Should a Family Sell Student-Owned Stocks to Get More Financial Aid? - Fastweb

Should a Family Sell Student-Owned Stocks to Get More Financial Aid?

Mark Kantrowitz

April 02, 2012

The parents could also sell the high school senior’s stock holdings and spend the money on her education. Generally, it is best to spend the student’s assets down to zero before touching the parent’s assets, since student assets are assessed more harshly than parent assets. For example, if $11,000 in student assets are spent on her college costs before the next FAFSA is filed, this will decrease the EFC by about $2,200.

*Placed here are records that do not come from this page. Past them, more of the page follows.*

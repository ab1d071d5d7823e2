//! Classify every sampled frame of a video and aggregate per label.

use serde::Serialize;
use std::collections::HashMap;
use std::path::{Path, PathBuf};

use super::GeneralClassifier;
use super::frames::{Transcoder, extract_frames};
use super::labels::Classification;
use crate::error::{ClassifyError, Result};

#[derive(Debug, Clone, PartialEq, Serialize)]
pub struct AggregatedClassification {
    pub label: String,
    /// Mean over all frames; frames without the label count as 0
    pub probability: f32,
    pub max: f32,
}

/// Combine per-frame results into one entry per observed label, sorted by
/// mean probability descending.
pub fn aggregate(frames: &[Vec<Classification>]) -> Vec<AggregatedClassification> {
    let mut totals: HashMap<&str, (f32, f32)> = HashMap::new();

    for frame in frames {
        for c in frame {
            let (sum, max) = totals.entry(c.label.as_str()).or_insert((0.0, 0.0));
            *sum += c.probability;
            if c.probability > *max {
                *max = c.probability;
            }
        }
    }

    let frame_count = frames.len() as f32;
    let mut result: Vec<AggregatedClassification> = totals
        .into_iter()
        .map(|(label, (sum, max))| AggregatedClassification {
            label: label.to_string(),
            probability: sum / frame_count,
            max,
        })
        .collect();

    result.sort_by(|a, b| {
        b.probability
            .total_cmp(&a.probability)
            .then_with(|| a.label.cmp(&b.label))
    });
    result
}

fn list_frames(dir: &Path) -> Result<Vec<PathBuf>> {
    let mut frames = Vec::new();
    for entry in std::fs::read_dir(dir)? {
        let entry = entry?;
        if !entry.file_type()?.is_dir() {
            frames.push(entry.path());
        }
    }
    frames.sort();
    Ok(frames)
}

fn classify_frames(
    classifier: &GeneralClassifier,
    transcoder: &dyn Transcoder,
    video: &Path,
    frames_dir: &Path,
) -> Result<Vec<Vec<Classification>>> {
    extract_frames(transcoder, video, frames_dir)?;

    let frames = list_frames(frames_dir)?;
    log::info!("[video] Classifying {} frames from {:?}", frames.len(), video);

    frames
        .iter()
        .map(|frame| {
            classifier.classify_file(frame).map_err(|e| {
                log::error!("[video] Failed to classify frame {:?}: {}", frame, e);
                ClassifyError::Inference(format!("frame {:?}: {}", frame, e))
            })
        })
        .collect()
}

/// Extract, classify each frame (aborting on the first failure), then
/// aggregate. `frames_dir` must not exist yet and is always removed, even
/// if classification panics.
pub fn classify_video(
    classifier: &GeneralClassifier,
    transcoder: &dyn Transcoder,
    video: &Path,
    frames_dir: &Path,
) -> Result<Vec<AggregatedClassification>> {
    let mut guard = FramesDirGuard::new(frames_dir);
    let result = classify_frames(classifier, transcoder, video, frames_dir);
    // A pre-existing directory belongs to someone else
    if matches!(result, Err(ClassifyError::DirectoryExists(_))) {
        guard.disarm();
    }
    drop(guard);

    Ok(aggregate(&result?))
}

/// Removes the frame directory when dropped, including during unwinding
struct FramesDirGuard<'a> {
    dir: &'a Path,
    armed: bool,
}

impl<'a> FramesDirGuard<'a> {
    fn new(dir: &'a Path) -> Self {
        Self { dir, armed: true }
    }

    fn disarm(&mut self) {
        self.armed = false;
    }
}

impl Drop for FramesDirGuard<'_> {
    fn drop(&mut self) {
        if self.armed {
            cleanup_dir(self.dir);
        }
    }
}

fn cleanup_dir(dir: &Path) {
    match std::fs::remove_dir_all(dir) {
        Ok(()) => {}
        Err(e) if e.kind() == std::io::ErrorKind::NotFound => {}
        Err(e) => log::warn!("[video] Failed to remove {:?}: {}", dir, e),
    }
}
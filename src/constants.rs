//! Application constants

/// Default listen port for both model variants
pub const DEFAULT_PORT: u16 = 8080;

/// Maximum upload size for images and videos (200 MB)
pub const DEFAULT_MAX_UPLOAD_BYTES: usize = 200 * 1024 * 1024;

/// Model artifact name inside the model directory
pub const DEFAULT_MODEL_FILE: &str = "model.onnx";

/// Label file for the general classifier, one label per line
pub const LABELS_FILE: &str = "labels.txt";

pub const DEFAULT_FFMPEG_BIN: &str = "ffmpeg";
pub const DEFAULT_FFMPEG_THREADS: usize = 1;

/// Frames sampled per second of uploaded video
pub const FRAMES_PER_SECOND: u32 = 1;

/// Scratch directory name under the system temp dir
pub const WORK_DIR_NAME: &str = "image-classify";

/// Multipart field names
pub const IMAGE_FIELD: &str = "image";
pub const VIDEO_FIELD: &str = "video";

/// Number of entries logged per classification
pub const LOGGED_TOP_K: usize = 5;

However, there are a few caveats:

Capital Gains. If the stocks have appreciated significantly, selling the student’s stocks will incur capital gains which will be treated as student income on the subsequent year’s FAFSA. Student income above an income protection allowance is assessed at a 50% rate. The income protection allowance for a dependent student will be $6,000 in 2012-13. Depending on the amount of appreciation, the capital gains might offset much of the improvement in aid eligibility from changing the asset treatment of the stocks. But the capital gains will affect eligibility for need-based aid only during the subsequent year in college. The student will still benefit from increased aid eligibility during the remaining years in college. (Ideally stocks and other appreciated assets should be sold at least two years prior to enrollment to prevent the capital gains from affecting eligibility for need-based aid.)

Merit Aid. Depending on the college’s policies, increasing the student’s eligibility for need-based aid may cause the college’s merit-based scholarships to be reduced. Some colleges will reduce their grants when a student receives more aid from another source.

Tax Credits. The Hope Scholarship tax credit provides a tax credit of up to $2,500 per student each year based on up to $4,000 in qualified higher education expenses, such as tuition, fees and textbooks. The family cannot use 529 college savings plan money to pay for these qualified higher education expenses, as IRS rules do not allow the same expenses to qualify for both a tax credit and a tax-free distribution from a 529 plan. Double-dipping is not allowed. So it is best to plan on paying for $4,000 in college tuition, fees and textbooks with cash or loans in order to maximize eligibility for the Hope Scholarship tax credit.